Saved data entries:
===============

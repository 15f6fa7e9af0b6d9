//! Type Registry
//!
//! Name table for type coercion plus process-stable type identities.

use std::collections::HashMap;
use std::mem::size_of;
use std::os::raw::{c_char, c_int, c_long, c_longlong, c_short};
use std::sync::Arc;

use parking_lot::{Mutex, RwLock};

use super::cif::Abi;
use super::error::{FfiError, FfiResult};
use super::types::{FunctionType, Primitive, TypeDescriptor, TypeKey, TypeSpec};

/// Identity assigned to a type the first time a registry sees it
#[derive(Debug, Clone, Copy, PartialEq, Eq, Hash, PartialOrd, Ord)]
pub struct TypeId(pub u32);

/// Registry of named types
pub struct TypeRegistry {
    /// Registered names (canonical, aliases, and user types)
    names: RwLock<HashMap<String, TypeDescriptor>>,
    /// Structural key -> identity
    identities: Mutex<HashMap<TypeKey, TypeId>>,
}

impl TypeRegistry {
    /// Create a registry pre-populated with the primitive names and C aliases
    pub fn new() -> Self {
        let mut names = HashMap::new();
        for prim in Primitive::ALL {
            names.insert(prim.name().to_string(), TypeDescriptor::primitive(prim));
        }
        names.insert("cstring".to_string(), TypeDescriptor::primitive(Primitive::CString));
        names.insert("ptr".to_string(), TypeDescriptor::pointer());

        let char_prim = if c_char::MIN == 0 {
            Primitive::UInt8
        } else {
            Primitive::Int8
        };
        let aliases = [
            ("char", char_prim),
            ("uchar", Primitive::UInt8),
            ("byte", Primitive::UInt8),
            ("short", Primitive::signed_of(size_of::<c_short>())),
            ("ushort", Primitive::unsigned_of(size_of::<c_short>())),
            ("int", Primitive::signed_of(size_of::<c_int>())),
            ("uint", Primitive::unsigned_of(size_of::<c_int>())),
            ("long", Primitive::signed_of(size_of::<c_long>())),
            ("ulong", Primitive::unsigned_of(size_of::<c_long>())),
            ("longlong", Primitive::signed_of(size_of::<c_longlong>())),
            ("ulonglong", Primitive::unsigned_of(size_of::<c_longlong>())),
        ];
        for (alias, prim) in aliases {
            names.insert(
                alias.to_string(),
                TypeDescriptor::primitive(prim).with_name(alias),
            );
        }

        Self {
            names: RwLock::new(names),
            identities: Mutex::new(HashMap::new()),
        }
    }

    /// Register a named type. Replaces an existing registration.
    pub fn register(&self, name: impl Into<String>, ty: TypeDescriptor) -> TypeDescriptor {
        let name = name.into();
        let ty = ty.with_name(name.clone());
        self.names.write().insert(name, ty.clone());
        ty
    }

    /// Look up a registered name without any parsing
    pub fn get(&self, name: &str) -> Option<TypeDescriptor> {
        self.names.read().get(name).cloned()
    }

    /// All registered names
    pub fn names(&self) -> Vec<String> {
        let mut names: Vec<String> = self.names.read().keys().cloned().collect();
        names.sort();
        names
    }

    /// Canonicalize a type spec into a descriptor
    pub fn coerce(&self, spec: impl Into<TypeSpec>) -> FfiResult<TypeDescriptor> {
        match spec.into() {
            TypeSpec::Descriptor(ty) => Ok(ty),
            TypeSpec::Name(name) => self.resolve_name(&name),
        }
    }

    /// Coerce every spec in order
    pub fn coerce_all<I, S>(&self, specs: I) -> FfiResult<Vec<TypeDescriptor>>
    where
        I: IntoIterator<Item = S>,
        S: Into<TypeSpec>,
    {
        specs.into_iter().map(|s| self.coerce(s)).collect()
    }

    fn resolve_name(&self, raw: &str) -> FfiResult<TypeDescriptor> {
        let names = self.names.read();
        if let Some(ty) = names.get(raw) {
            return Ok(ty.clone());
        }

        let compact: String = raw.chars().filter(|c| !c.is_whitespace()).collect();
        match compact.to_lowercase().as_str() {
            // legacy spelling for `void *`
            "pointer" => return Ok(TypeDescriptor::void().ref_type()),
            "string" => return Ok(TypeDescriptor::primitive(Primitive::CString)),
            _ => {}
        }

        let base = compact.trim_end_matches('*');
        let stars = compact.len() - base.len();
        if base.is_empty() || base.contains('*') {
            return Err(FfiError::TypeResolution(raw.to_string()));
        }

        let mut ty = names
            .get(base)
            .or_else(|| names.get(&base.to_lowercase()))
            .cloned()
            .ok_or_else(|| FfiError::TypeResolution(raw.to_string()))?;
        for _ in 0..stars {
            ty = ty.ref_type();
        }
        Ok(ty)
    }

    /// Pointer to `ty`
    pub fn ref_type(&self, ty: impl Into<TypeSpec>) -> FfiResult<TypeDescriptor> {
        Ok(self.coerce(ty)?.ref_type())
    }

    /// Pointee of `ty`
    pub fn deref_type(&self, ty: impl Into<TypeSpec>) -> FfiResult<TypeDescriptor> {
        self.coerce(ty)?.deref_type()
    }

    /// Function pointer type with the given signature
    pub fn function_type<R, I, S>(&self, ret: R, args: I, abi: Abi) -> FfiResult<TypeDescriptor>
    where
        R: Into<TypeSpec>,
        I: IntoIterator<Item = S>,
        S: Into<TypeSpec>,
    {
        let ret = self.coerce(ret)?;
        let params = self.coerce_all(args)?;
        Ok(TypeDescriptor::function(Arc::new(FunctionType::new(ret, params, abi))))
    }

    /// Stable identity for a type, assigned on first sight
    pub fn identity(&self, ty: &TypeDescriptor) -> TypeId {
        let mut ids = self.identities.lock();
        let next = TypeId(ids.len() as u32 + 1);
        *ids.entry(ty.key()).or_insert(next)
    }
}

impl Default for TypeRegistry {
    fn default() -> Self {
        Self::new()
    }
}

===============

AIM OF THE TASK:
Return the entries above exactly as they appear.

EXERCISE RESPONSE:
repository 15f6fa7e9af0b6d9
//! Type Registry
//!
//! Name table for type coercion plus process-stable type identities.

use std::collections::HashMap;
use std::mem::size_of;
use std::os::raw::{c_char, c_int, c_long, c_longlong, c_short};
use std::sync::Arc;

use parking_lot::{Mutex, RwLock};

use super::cif::Abi;
use super::error::{FfiError, FfiResult};
use super::types::{FunctionType, Primitive, TypeDescriptor, TypeKey, TypeSpec};

/// Identity assigned to a type the first time a registry sees it
#[derive(Debug, Clone, Copy, PartialEq, Eq, Hash, PartialOrd, Ord)]
pub struct TypeId(pub u32);

/// Registry of named types
pub struct TypeRegistry {
    /// Registered names (canonical, aliases, and user types)
    names: RwLock<HashMap<String, TypeDescriptor>>,
    /// Structural key -> identity
    identities: Mutex<HashMap<TypeKey, TypeId>>,
}

impl TypeRegistry {
    /// Create a registry pre-populated with the primitive names and C aliases
    pub fn new() -> Self {
        let mut names = HashMap::new();
        for prim in Primitive::ALL {
            names.insert(prim.name().to_string(), TypeDescriptor::primitive(prim));
        }
        names.insert("cstring".to_string(), TypeDescriptor::primitive(Primitive::CString));
        names.insert("ptr".to_string(), TypeDescriptor::pointer());

        let char_prim = if c_char::MIN == 0 {
            Primitive::UInt8
        } else {
            Primitive::Int8
        };
        let aliases = [
            ("char", char_prim),
            ("uchar", Primitive::UInt8),
            ("byte", Primitive::UInt8),
            ("short", Primitive::signed_of(size_of::<c_short>())),
            ("ushort", Primitive::unsigned_of(size_of::<c_short>())),
            ("int", Primitive::signed_of(size_of::<c_int>())),
            ("uint", Primitive::unsigned_of(size_of::<c_int>())),
            ("long", Primitive::signed_of(size_of::<c_long>())),
            ("ulong", Primitive::unsigned_of(size_of::<c_long>())),
            ("longlong", Primitive::signed_of(size_of::<c_longlong>())),
            ("ulonglong", Primitive::unsigned_of(size_of::<c_longlong>())),
        ];
        for (alias, prim) in aliases {
            names.insert(
                alias.to_string(),
                TypeDescriptor::primitive(prim).with_name(alias),
            );
        }

        Self {
            names: RwLock::new(names),
            identities: Mutex::new(HashMap::new()),
        }
    }

    /// Register a named type. Replaces an existing registration.
    pub fn register(&self, name: impl Into<String>, ty: TypeDescriptor) -> TypeDescriptor {
        let name = name.into();
        let ty = ty.with_name(name.clone());
        self.names.write().insert(name, ty.clone());
        ty
    }

    /// Look up a registered name without any parsing
    pub fn get(&self, name: &str) -> Option<TypeDescriptor> {
        self.names.read().get(name).cloned()
    }

    /// All registered names
    pub fn names(&self) -> Vec<String> {
        let mut names: Vec<String> = self.names.read().keys().cloned().collect();
        names.sort();
        names
    }

    /// Canonicalize a type spec into a descriptor
    pub fn coerce(&self, spec: impl Into<TypeSpec>) -> FfiResult<TypeDescriptor> {
        match spec.into() {
            TypeSpec::Descriptor(ty) => Ok(ty),
            TypeSpec::Name(name) => self.resolve_name(&name),
        }
    }

    /// Coerce every spec in order
    pub fn coerce_all<I, S>(&self, specs: I) -> FfiResult<Vec<TypeDescriptor>>
    where
        I: IntoIterator<Item = S>,
        S: Into<TypeSpec>,
    {
        specs.into_iter().map(|s| self.coerce(s)).collect()
    }

    fn resolve_name(&self, raw: &str) -> FfiResult<TypeDescriptor> {
        let names = self.names.read();
        if let Some(ty) = names.get(raw) {
            return Ok(ty.clone());
        }

        let compact: String = raw.chars().filter(|c| !c.is_whitespace()).collect();
        match compact.to_lowercase().as_str() {
            // legacy spelling for `void *`
            "pointer" => return Ok(TypeDescriptor::void().ref_type()),
            "string" => return Ok(TypeDescriptor::primitive(Primitive::CString)),
            _ => {}
        }

        let base = compact.trim_end_matches('*');
        let stars = compact.len() - base.len();
        if base.is_empty() || base.contains('*') {
            return Err(FfiError::TypeResolution(raw.to_string()));
        }

        let mut ty = names
            .get(base)
            .or_else(|| names.get(&base.to_lowercase()))
            .cloned()
            .ok_or_else(|| FfiError::TypeResolution(raw.to_string()))?;
        for _ in 0..stars {
            ty = ty.ref_type();
        }
        Ok(ty)
    }

    /// Pointer to `ty`
    pub fn ref_type(&self, ty: impl Into<TypeSpec>) -> FfiResult<TypeDescriptor> {
        Ok(self.coerce(ty)?.ref_type())
    }

    /// Pointee of `ty`
    pub fn deref_type(&self, ty: impl Into<TypeSpec>) -> FfiResult<TypeDescriptor> {
        self.coerce(ty)?.deref_type()
    }

    /// Function pointer type with the given signature
    pub fn function_type<R, I, S>(&self, ret: R, args: I, abi: Abi) -> FfiResult<TypeDescriptor>
    where
        R: Into<TypeSpec>,
        I: IntoIterator<Item = S>,
        S: Into<TypeSpec>,
    {
        let ret = self.coerce(ret)?;
        let params = self.coerce_all(args)?;
        Ok(TypeDescriptor::function(Arc::new(FunctionType::new(ret, params, abi))))
    }

    /// Stable identity for a type, assigned on first sight
    pub fn identity(&self, ty: &TypeDescriptor) -> TypeId {
        let mut ids = self.identities.lock();
        let next = TypeId(ids.len() as u32 + 1);
        *ids.entry(ty.key()).or_insert(next)
    }
}

impl Default for TypeRegistry {
    fn default() -> Self {
        Self::new()
    }
}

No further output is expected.